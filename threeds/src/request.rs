//! Verification request model.
//!
//! A [`VerificationRequest`] collects everything the gateway needs to run a
//! 3D Secure lookup for a tokenized payment method: the payment method
//! nonce, the transaction amount, and optional customer contact details and
//! billing address.
//!
//! Requests are assembled with consuming `with_*` builders and handed to the
//! lookup invoker once; nothing is validated at build time. An empty or
//! malformed nonce or amount is accepted here and rejected, if at all, by
//! the gateway.

/// Parameters for a single 3D Secure verification lookup.
///
/// The nonce and amount are required; every other field is independently
/// optional. A field that was never set serializes differently from one set
/// to an empty string, so builders record values verbatim.
///
/// # Example
///
/// ```rust
/// use threeds::request::{PostalAddress, VerificationRequest};
///
/// let request = VerificationRequest::new("a-nonce", "1.00")
///     .with_email("test@example.com")
///     .with_billing_address(
///         PostalAddress::default()
///             .with_locality("Oakland")
///             .with_region("CA"),
///     );
/// ```
#[derive(Debug, Clone, Default, PartialEq, Eq)]
pub struct VerificationRequest {
    pub(crate) nonce: String,
    pub(crate) amount: String,
    pub(crate) mobile_phone_number: Option<String>,
    pub(crate) email: Option<String>,
    pub(crate) shipping_method: Option<String>,
    pub(crate) billing_address: Option<PostalAddress>,
}

impl VerificationRequest {
    /// Creates a request for the given payment method nonce and amount.
    ///
    /// The amount is a decimal string (e.g. `"1.00"`) and is transmitted
    /// verbatim; it is never parsed as a number.
    #[must_use]
    pub fn new(nonce: impl Into<String>, amount: impl Into<String>) -> Self {
        Self {
            nonce: nonce.into(),
            amount: amount.into(),
            ..Self::default()
        }
    }

    /// Sets the customer's mobile phone number.
    #[must_use]
    pub fn with_mobile_phone_number(mut self, number: impl Into<String>) -> Self {
        self.mobile_phone_number = Some(number.into());
        self
    }

    /// Sets the customer's email address.
    #[must_use]
    pub fn with_email(mut self, email: impl Into<String>) -> Self {
        self.email = Some(email.into());
        self
    }

    /// Sets the shipping method code (e.g. `"01"`).
    ///
    /// The code is opaque at this layer and passes through verbatim.
    #[must_use]
    pub fn with_shipping_method(mut self, method: impl Into<String>) -> Self {
        self.shipping_method = Some(method.into());
        self
    }

    /// Sets the customer's billing address.
    #[must_use]
    pub fn with_billing_address(mut self, address: PostalAddress) -> Self {
        self.billing_address = Some(address);
        self
    }

    /// Returns the payment method nonce this request verifies.
    #[must_use]
    pub fn nonce(&self) -> &str {
        &self.nonce
    }

    /// Returns the transaction amount as the caller supplied it.
    #[must_use]
    pub fn amount(&self) -> &str {
        &self.amount
    }
}

/// A customer billing address.
///
/// Every field is optional. Field names follow the request vocabulary
/// (`street_address`, `locality`, ...); the wire layer remaps them to the
/// gateway's vocabulary (`line1`, `city`, ...).
#[derive(Debug, Clone, Default, PartialEq, Eq)]
pub struct PostalAddress {
    pub(crate) first_name: Option<String>,
    pub(crate) last_name: Option<String>,
    pub(crate) street_address: Option<String>,
    pub(crate) extended_address: Option<String>,
    pub(crate) locality: Option<String>,
    pub(crate) region: Option<String>,
    pub(crate) postal_code: Option<String>,
    pub(crate) country_code_alpha2: Option<String>,
    pub(crate) phone_number: Option<String>,
}

impl PostalAddress {
    /// Sets the given name.
    #[must_use]
    pub fn with_first_name(mut self, name: impl Into<String>) -> Self {
        self.first_name = Some(name.into());
        self
    }

    /// Sets the surname.
    #[must_use]
    pub fn with_last_name(mut self, name: impl Into<String>) -> Self {
        self.last_name = Some(name.into());
        self
    }

    /// Sets the street address line.
    #[must_use]
    pub fn with_street_address(mut self, street: impl Into<String>) -> Self {
        self.street_address = Some(street.into());
        self
    }

    /// Sets the extended address line (apartment, suite, unit).
    #[must_use]
    pub fn with_extended_address(mut self, extended: impl Into<String>) -> Self {
        self.extended_address = Some(extended.into());
        self
    }

    /// Sets the locality (city).
    #[must_use]
    pub fn with_locality(mut self, locality: impl Into<String>) -> Self {
        self.locality = Some(locality.into());
        self
    }

    /// Sets the region (state or province).
    #[must_use]
    pub fn with_region(mut self, region: impl Into<String>) -> Self {
        self.region = Some(region.into());
        self
    }

    /// Sets the postal code.
    #[must_use]
    pub fn with_postal_code(mut self, code: impl Into<String>) -> Self {
        self.postal_code = Some(code.into());
        self
    }

    /// Sets the ISO 3166-1 alpha-2 country code.
    #[must_use]
    pub fn with_country_code_alpha2(mut self, code: impl Into<String>) -> Self {
        self.country_code_alpha2 = Some(code.into());
        self
    }

    /// Sets the address phone number.
    #[must_use]
    pub fn with_phone_number(mut self, number: impl Into<String>) -> Self {
        self.phone_number = Some(number.into());
        self
    }
}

What you are asked to do: Return each line from the data where the string "empty" can be found.

Solution:
//! lookup invoker once; nothing is validated at build time. An empty or
/// to an empty string, so builders record values verbatim.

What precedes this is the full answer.